Exercise objective — Your response should contain every line from the data below that holds the string "struct".

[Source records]

════════

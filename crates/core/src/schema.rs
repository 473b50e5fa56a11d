//! Schema inspector.
//!
//! Reads column metadata from the database catalog and turns it into form descriptions for
//! the browser client. The same catalog read doubles as the allow-list for the query
//! executor, so only columns that actually exist can ever be named in SQL.

use crate::constants::{INTAKE_ALIAS, INTAKE_TABLE, PATIENT_ALIAS, PATIENT_TABLE};
use crate::db::Session;
use crate::fields::{infer_field, intake_override_fields};
use crate::query::ColumnRef;
use crate::{TestDataError, TestDataResult};
use api_shared::{ColumnMeta, Field};
use std::str::FromStr;
use tdm_types::{Identifier, ServiceType};

/// Which form the client wants for a service.
#[derive(Debug, Clone, Copy, PartialEq, Eq, Default)]
pub enum SchemaMode {
    /// Join columns, used to build query projections and filters.
    #[default]
    Query,
    /// The literals that may override generated intake values.
    CreateIntake,
}

impl FromStr for SchemaMode {
    type Err = TestDataError;

    fn from_str(s: &str) -> Result<Self, Self::Err> {
        match s.trim() {
            "" | "query" => Ok(SchemaMode::Query),
            "create-intake" | "create" => Ok(SchemaMode::CreateIntake),
            other => Err(TestDataError::InvalidInput(format!(
                "mode must be 'query' or 'create-intake', got '{other}'"
            ))),
        }
    }
}

/// Tables behind a service join, with their aliases. The first table wins for shared names.
pub fn join_tables(service: ServiceType) -> [(&'static str, &'static str); 2] {
    match service {
        ServiceType::PatientRestServices => {
            [(PATIENT_TABLE, PATIENT_ALIAS), (INTAKE_TABLE, INTAKE_ALIAS)]
        }
    }
}

/// Catalog columns of one table.
///
/// # Errors
///
/// - `Types` when `table_name` is not a plain identifier.
/// - `TableNotFound` when the catalog has no columns for it.
pub fn table_schema<S: Session + ?Sized>(
    session: &mut S,
    table_name: &str,
) -> TestDataResult<Vec<ColumnMeta>> {
    let table = Identifier::new(table_name)?;
    let columns = session.table_columns(&table)?;
    if columns.is_empty() {
        return Err(TestDataError::TableNotFound(table.to_string()));
    }
    Ok(columns)
}

#[derive(Debug, Clone)]
struct CatalogColumn {
    column: ColumnRef,
    meta: ColumnMeta,
}

/// The column allow-list of a service join.
#[derive(Debug, Clone)]
pub struct ServiceCatalog {
    columns: Vec<CatalogColumn>,
}

impl ServiceCatalog {
    /// Read the catalog for every table of `service`.
    pub fn load<S: Session + ?Sized>(session: &mut S, service: ServiceType) -> TestDataResult<Self> {
        let mut columns: Vec<CatalogColumn> = Vec::new();
        for (table, alias) in join_tables(service) {
            let table = Identifier::new(table)?;
            for meta in session.table_columns(&table)? {
                let name = match Identifier::new(&meta.column_name) {
                    Ok(name) => name,
                    Err(e) => {
                        tracing::warn!("skipping {} column from the catalog: {}", table, e);
                        continue;
                    }
                };
                if columns.iter().any(|c| c.column.column == name) {
                    continue;
                }
                columns.push(CatalogColumn {
                    column: ColumnRef::new(alias, name),
                    meta,
                });
            }
        }
        Ok(Self { columns })
    }

    /// Look a caller-supplied name up, case-insensitively.
    pub fn resolve(&self, name: &str) -> TestDataResult<&ColumnRef> {
        let unknown = || TestDataError::UnknownColumn(name.trim().to_string());
        let wanted = Identifier::new(name).map_err(|_| unknown())?;
        self.columns
            .iter()
            .map(|c| &c.column)
            .find(|c| c.column == wanted)
            .ok_or_else(unknown)
    }

    pub fn len(&self) -> usize {
        self.columns.len()
    }

    pub fn is_empty(&self) -> bool {
        self.columns.is_empty()
    }

    /// One checked form field per column, ids numbered from 1.
    pub fn fields(&self) -> Vec<Field> {
        self.columns
            .iter()
            .enumerate()
            .map(|(idx, c)| infer_field(idx + 1, &c.meta))
            .collect()
    }
}

/// Form description for `service` in the requested mode.
pub fn service_schema<S: Session + ?Sized>(
    session: &mut S,
    service: ServiceType,
    mode: SchemaMode,
) -> TestDataResult<Vec<Field>> {
    match mode {
        SchemaMode::Query => Ok(ServiceCatalog::load(session, service)?.fields()),
        SchemaMode::CreateIntake => Ok(intake_override_fields()),
    }
}

#[cfg(test)]
mod tests {
    use super::*;
    use crate::db::memory::MemoryDatabase;
    use crate::db::{DbResult, Row, SessionSource};
    use crate::intake::IntakeCandidate;
    use crate::query::JoinQuery;
    use api_shared::FieldType;
    use tdm_types::Environment;

    /// Catalog whose patient table carries a quoted mixed-case column.
    struct OddCatalogSession;

    fn column(name: &str) -> ColumnMeta {
        ColumnMeta {
            column_name: name.into(),
            data_type: "VARCHAR2".into(),
            data_length: Some(40),
            data_precision: None,
            is_nullable: true,
        }
    }

    impl Session for OddCatalogSession {
        fn table_columns(&mut self, table: &Identifier) -> DbResult<Vec<ColumnMeta>> {
            Ok(match table.as_str() {
                "TBLPATIENT" => vec![column("LASTNAME"), column("Patient Notes")],
                _ => vec![column("OPERATIONCENTERCODE")],
            })
        }
        fn select_first(&mut self, _query: &JoinQuery) -> DbResult<Option<Row>> {
            Ok(None)
        }
        fn insert_patient(&mut self, _c: &IntakeCandidate) -> DbResult<()> {
            Ok(())
        }
        fn insert_intake_plan(&mut self, _c: &IntakeCandidate) -> DbResult<()> {
            Ok(())
        }
        fn insert_intake(&mut self, _c: &IntakeCandidate) -> DbResult<()> {
            Ok(())
        }
        fn commit(&mut self) -> DbResult<()> {
            Ok(())
        }
        fn rollback(&mut self) -> DbResult<()> {
            Ok(())
        }
        fn read_back(&mut self, _patient_number: &str, _intake_id: &str) -> DbResult<Option<Row>> {
            Ok(None)
        }
    }

    #[test]
    fn table_schema_upper_cases_and_reports_missing_tables() {
        let db = MemoryDatabase::new();
        let mut session = db.open(Environment::Q2).unwrap();

        let columns = table_schema(session.as_mut(), "tblpatintakeplan").unwrap();
        let names: Vec<_> = columns.iter().map(|c| c.column_name.as_str()).collect();
        assert_eq!(names, ["PATIENTNUMBER", "INTAKEID", "PLANLEVELCODE"]);

        let err = table_schema(session.as_mut(), "TBLNOPE").unwrap_err();
        assert!(matches!(err, TestDataError::TableNotFound(t) if t == "TBLNOPE"));

        let err = table_schema(session.as_mut(), "x; drop table y").unwrap_err();
        assert!(matches!(err, TestDataError::Types(_)));
    }

    #[test]
    fn service_schema_lists_each_join_column_once_with_inferred_types() {
        let db = MemoryDatabase::new();
        let mut session = db.open(Environment::Q1).unwrap();

        let fields = service_schema(
            session.as_mut(),
            ServiceType::PatientRestServices,
            SchemaMode::Query,
        )
        .unwrap();

        let names: Vec<_> = fields.iter().map(|f| f.property_name.as_str()).collect();
        assert_eq!(
            names.iter().filter(|n| **n == "PATIENTNUMBER").count(),
            1,
            "shared join column appears once"
        );
        assert!(names.contains(&"OPERATIONCENTERCODE"));

        let phone = fields.iter().find(|f| f.property_name == "PHONE").unwrap();
        assert_eq!(phone.field_type, FieldType::Phone);
        let dob = fields.iter().find(|f| f.property_name == "DOB").unwrap();
        assert_eq!(dob.field_type, FieldType::Date);
        assert_eq!(fields[0].id, "1");
        assert!(fields.iter().all(|f| f.checked));
    }

    #[test]
    fn catalog_columns_that_are_not_plain_identifiers_are_skipped() {
        let catalog =
            ServiceCatalog::load(&mut OddCatalogSession, ServiceType::PatientRestServices).unwrap();
        let names: Vec<_> = catalog
            .fields()
            .into_iter()
            .map(|f| f.property_name)
            .collect();
        assert_eq!(names, ["LASTNAME", "OPERATIONCENTERCODE"]);
        assert!(catalog.resolve("Patient Notes").is_err());
        assert!(catalog.resolve("lastname").is_ok());
    }

    #[test]
    fn create_intake_mode_lists_override_fields() {
        let db = MemoryDatabase::new();
        let mut session = db.open(Environment::Q1).unwrap();
        let fields = service_schema(
            session.as_mut(),
            ServiceType::PatientRestServices,
            SchemaMode::CreateIntake,
        )
        .unwrap();
        assert_eq!(fields.len(), 6);
        assert!(fields.iter().all(|f| f.example.is_some()));
    }

    #[test]
    fn schema_mode_parses_client_values() {
        assert_eq!("".parse::<SchemaMode>().unwrap(), SchemaMode::Query);
        assert_eq!(
            "create-intake".parse::<SchemaMode>().unwrap(),
            SchemaMode::CreateIntake
        );
        assert!("bulk".parse::<SchemaMode>().is_err());
    }
}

════════

Response box —
struct CatalogColumn {
pub struct ServiceCatalog {
    struct OddCatalogSession;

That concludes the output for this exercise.